● **AIM OF THE TASK**:
Would you please return every line from the listing that contains the word "matches"?

>>>

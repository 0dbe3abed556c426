use axum::extract::{Path, Query, State};
use axum::Json;
use serde::Deserialize;
use utoipa::IntoParams;

use super::{as_of_or_now, AsOfQuery};
use crate::app::AppState;
use crate::authz::{AuthorityLevel, Resolution};
use crate::errors::{AppError, AppResult};
use crate::jwt::AuthUser;

#[derive(Debug, Default, Deserialize, IntoParams)]
#[into_params(parameter_in = Query)]
pub struct ResolveQuery {
    /// Evaluate as of this calendar day (`YYYY-MM-DD`). Defaults to now.
    pub as_of: Option<String>,
    /// When present, the caller must hold at least this authority.
    pub required: Option<String>,
}

#[utoipa::path(
    get,
    path = "/authz/programs/{program_id}",
    tag = "Authz",
    params(
        ("program_id" = String, Path, description = "Program identifier"),
        ResolveQuery
    ),
    responses(
        (status = 200, description = "Effective authority and the rule that decided it", body = Resolution),
        (status = 400, description = "Malformed as_of or required"),
        (status = 403, description = "Below the required authority"),
        (status = 404, description = "Program not found")
    )
)]
pub async fn resolve_program(
    State(state): State<AppState>,
    user: AuthUser,
    Path(program_id): Path<String>,
    Query(query): Query<ResolveQuery>,
) -> AppResult<Json<Resolution>> {
    let as_of = as_of_or_now(&state, query.as_of.as_deref())?;

    let resolution = match query.required.as_deref() {
        Some(required) => {
            let required = required
                .parse::<AuthorityLevel>()
                .map_err(|err| AppError::bad_request(err.to_string()))?;
            state
                .resolver
                .authorize(user.user_id, &program_id, required, as_of, state.authz_mode)
                .await?
        }
        None => state.resolver.resolve_detailed(user.user_id, &program_id, as_of).await?,
    };

    Ok(Json(resolution))
}

#[utoipa::path(
    get,
    path = "/authz/effective",
    tag = "Authz",
    params(AsOfQuery),
    responses((status = 200, description = "Every program the caller holds a grant or override for", body = [Resolution]))
)]
pub async fn effective_authorities(
    State(state): State<AppState>,
    user: AuthUser,
    Query(query): Query<AsOfQuery>,
) -> AppResult<Json<Vec<Resolution>>> {
    let as_of = query.resolve(&state)?;
    let resolved = state.resolver.effective_authorities(user.user_id, as_of).await?;
    Ok(Json(resolved))
}
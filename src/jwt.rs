use std::sync::Arc;

use axum::async_trait;
use axum::extract::FromRequestParts;
use axum::http::request::Parts;
use chrono::Duration;
use jsonwebtoken::{DecodingKey, EncodingKey, Header, Validation};
use uuid::Uuid;

use crate::app::AppState;
use crate::errors::AppError;
use crate::utils::utc_now;

/// Bearer-token settings. Tokens are issued by the host's authentication
/// layer; this crate only needs to verify them and read the subject.
#[derive(Debug, Clone)]
pub struct JwtConfig {
    pub secret: Arc<Vec<u8>>,
    pub exp_hours: i64,
}

impl JwtConfig {
    pub fn new(secret: impl Into<Vec<u8>>, exp_hours: i64) -> Self {
        Self {
            secret: Arc::new(secret.into()),
            exp_hours,
        }
    }

    pub fn from_env() -> Result<Self, AppError> {
        let secret = std::env::var("JWT_SECRET").map_err(|_| AppError::configuration("JWT_SECRET not set"))?;
        let exp_hours = std::env::var("JWT_EXP_HOURS")
            .map(|val| val.parse::<i64>())
            .unwrap_or(Ok(24))
            .map_err(|_| AppError::configuration("JWT_EXP_HOURS must be a valid integer"))?;

        Ok(Self::new(secret.into_bytes(), exp_hours))
    }

    /// Used by tests and the CLI to mint a token for a known user.
    pub fn encode(&self, user_id: Uuid) -> Result<String, AppError> {
        let now = utc_now();
        let claims = Claims {
            sub: user_id,
            exp: (now + Duration::hours(self.exp_hours)).timestamp() as usize,
            iat: now.timestamp() as usize,
        };

        jsonwebtoken::encode(&Header::default(), &claims, &EncodingKey::from_secret(&self.secret))
            .map_err(|err| AppError::token(err.to_string()))
    }

    pub fn decode(&self, token: &str) -> Result<Claims, AppError> {
        let mut validation = Validation::default();
        validation.validate_exp = true;

        jsonwebtoken::decode::<Claims>(token, &DecodingKey::from_secret(&self.secret), &validation)
            .map(|data| data.claims)
            .map_err(|err| AppError::token(err.to_string()))
    }
}

#[derive(Debug, Clone, serde::Serialize, serde::Deserialize)]
pub struct Claims {
    pub sub: Uuid,
    pub exp: usize,
    pub iat: usize,
}

/// The authenticated caller. Only the user id is trusted from the token;
/// roles are always read from the grant store.
#[derive(Debug, Clone, Copy)]
pub struct AuthUser {
    pub user_id: Uuid,
}

#[async_trait]
impl FromRequestParts<AppState> for AuthUser {
    type Rejection = AppError;

    async fn from_request_parts(parts: &mut Parts, state: &AppState) -> Result<Self, Self::Rejection> {
        let token = parts
            .headers
            .get(axum::http::header::AUTHORIZATION)
            .and_then(|value| value.to_str().ok())
            .and_then(|value| value.strip_prefix("Bearer "))
            .ok_or_else(|| AppError::unauthorized("Authorization header missing"))?;

        let claims = state.jwt.decode(token)?;

        Ok(AuthUser {
            user_id: claims.sub,
        })
    }
}

#[cfg(test)]
mod tests {
    use super::*;

    #[test]
    fn test_token_round_trip_and_wrong_secret() {
        let config = JwtConfig::new("secret-a", 1);
        let user_id = Uuid::new_v4();
        let token = config.encode(user_id).unwrap();
        assert_eq!(config.decode(&token).unwrap().sub, user_id);

        let other = JwtConfig::new("secret-b", 1);
        assert!(matches!(other.decode(&token), Err(AppError::Token(_))));
    }
}
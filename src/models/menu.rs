use chrono::{DateTime, Utc};
use serde::{Deserialize, Serialize};
use utoipa::ToSchema;
use uuid::Uuid;

use crate::authz::AuthorityLevel;
use crate::tree::TreeNode;

#[derive(Debug, Clone, PartialEq, Eq, Serialize, Deserialize, ToSchema)]
pub struct Menu {
    pub id: i64,
    #[serde(skip_serializing_if = "Option::is_none")]
    pub parent_id: Option<i64>,
    #[schema(example = "Products")]
    pub name: String,
    pub sort_order: i64,
    pub use_yn: bool,
}

impl Menu {
    pub fn new(id: i64, parent_id: Option<i64>, name: impl Into<String>, sort_order: i64) -> Self {
        Self {
            id,
            parent_id,
            name: name.into(),
            sort_order,
            use_yn: true,
        }
    }

    pub fn disabled(mut self) -> Self {
        self.use_yn = false;
        self
    }
}

impl TreeNode for Menu {
    type Id = i64;

    fn id(&self) -> i64 {
        self.id
    }

    fn parent_id(&self) -> Option<i64> {
        self.parent_id
    }

    fn sort_order(&self) -> i64 {
        self.sort_order
    }

    fn is_enabled(&self) -> bool {
        self.use_yn
    }
}

#[derive(Debug, Clone, PartialEq, Eq, Serialize, Deserialize, ToSchema)]
pub struct FavoriteMenu {
    pub user_id: Uuid,
    pub menu_id: i64,
    pub created_at: DateTime<Utc>,
}

/// Nested rendering of a visible menu node.
#[derive(Debug, Clone, Serialize, ToSchema)]
pub struct MenuTreeItem {
    pub id: i64,
    pub name: String,
    pub sort_order: i64,
    #[serde(skip_serializing_if = "Option::is_none")]
    pub program_id: Option<String>,
    #[serde(skip_serializing_if = "Option::is_none")]
    pub authority: Option<AuthorityLevel>,
    pub children: Vec<MenuTreeItem>,
}
use axum::http::StatusCode;
use axum::response::{IntoResponse, Response};
use axum::Json;
use serde::Serialize;

use crate::tree::TreeError;

pub type AppResult<T> = Result<T, AppError>;

#[derive(thiserror::Error, Debug)]
pub enum AppError {
    #[error("unauthorized: {0}")]
    Unauthorized(String),
    #[error("forbidden: {0}")]
    Forbidden(String),
    #[error("not found: {0}")]
    NotFound(String),
    #[error("bad request: {0}")]
    BadRequest(String),
    #[error("configuration error: {0}")]
    Configuration(String),
    #[error("token error: {0}")]
    Token(String),
    #[error("structural integrity error: {0}")]
    StructuralIntegrity(String),
    #[error("database error")]
    Database(#[from] sqlx::Error),
    #[error("internal server error: {0}")]
    Internal(String),
}

impl AppError {
    pub fn unauthorized(message: impl Into<String>) -> Self {
        Self::Unauthorized(message.into())
    }

    pub fn forbidden(message: impl Into<String>) -> Self {
        Self::Forbidden(message.into())
    }

    pub fn not_found(message: impl Into<String>) -> Self {
        Self::NotFound(message.into())
    }

    pub fn bad_request(message: impl Into<String>) -> Self {
        Self::BadRequest(message.into())
    }

    pub fn configuration(message: impl Into<String>) -> Self {
        Self::Configuration(message.into())
    }

    pub fn token(err: impl Into<String>) -> Self {
        Self::Token(err.into())
    }

    pub fn structural(message: impl Into<String>) -> Self {
        Self::StructuralIntegrity(message.into())
    }

    pub fn internal(message: impl Into<String>) -> Self {
        Self::Internal(message.into())
    }

    pub fn is_not_found(&self) -> bool {
        matches!(self, AppError::NotFound(_))
    }
}

#[derive(Serialize)]
struct ErrorResponse {
    error: String,
    message: String,
}

impl IntoResponse for AppError {
    fn into_response(self) -> Response {
        let status = match self {
            AppError::Unauthorized(_) => StatusCode::UNAUTHORIZED,
            AppError::Forbidden(_) => StatusCode::FORBIDDEN,
            AppError::NotFound(_) => StatusCode::NOT_FOUND,
            AppError::BadRequest(_) => StatusCode::BAD_REQUEST,
            AppError::Configuration(_) => StatusCode::INTERNAL_SERVER_ERROR,
            AppError::Token(_) => StatusCode::UNAUTHORIZED,
            AppError::StructuralIntegrity(_) => StatusCode::INTERNAL_SERVER_ERROR,
            AppError::Database(_) => StatusCode::INTERNAL_SERVER_ERROR,
            AppError::Internal(_) => StatusCode::INTERNAL_SERVER_ERROR,
        };

        let message = self.to_string();
        let error = match &self {
            AppError::Unauthorized(_) => "unauthorized",
            AppError::Forbidden(_) => "forbidden",
            AppError::NotFound(_) => "not_found",
            AppError::BadRequest(_) => "bad_request",
            AppError::Configuration(_) => "configuration",
            AppError::Token(_) => "token",
            AppError::StructuralIntegrity(_) => "structural_integrity",
            AppError::Database(_) => "database",
            AppError::Internal(_) => "internal",
        };

        if status == StatusCode::INTERNAL_SERVER_ERROR {
            tracing::error!(error = %error, "{}", message);
        }

        let payload = ErrorResponse {
            error: error.to_string(),
            message,
        };

        (status, Json(payload)).into_response()
    }
}

impl From<anyhow::Error> for AppError {
    fn from(value: anyhow::Error) -> Self {
        Self::Internal(value.to_string())
    }
}

impl From<TreeError> for AppError {
    fn from(value: TreeError) -> Self {
        match value {
            TreeError::NotFound(_) => Self::NotFound(value.to_string()),
            other => Self::StructuralIntegrity(other.to_string()),
        }
    }
}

<<<

● **RESPONSE BELOW**:
        assert!(matches!(other.decode(&token), Err(AppError::Token(_))));
        matches!(self, AppError::NotFound(_))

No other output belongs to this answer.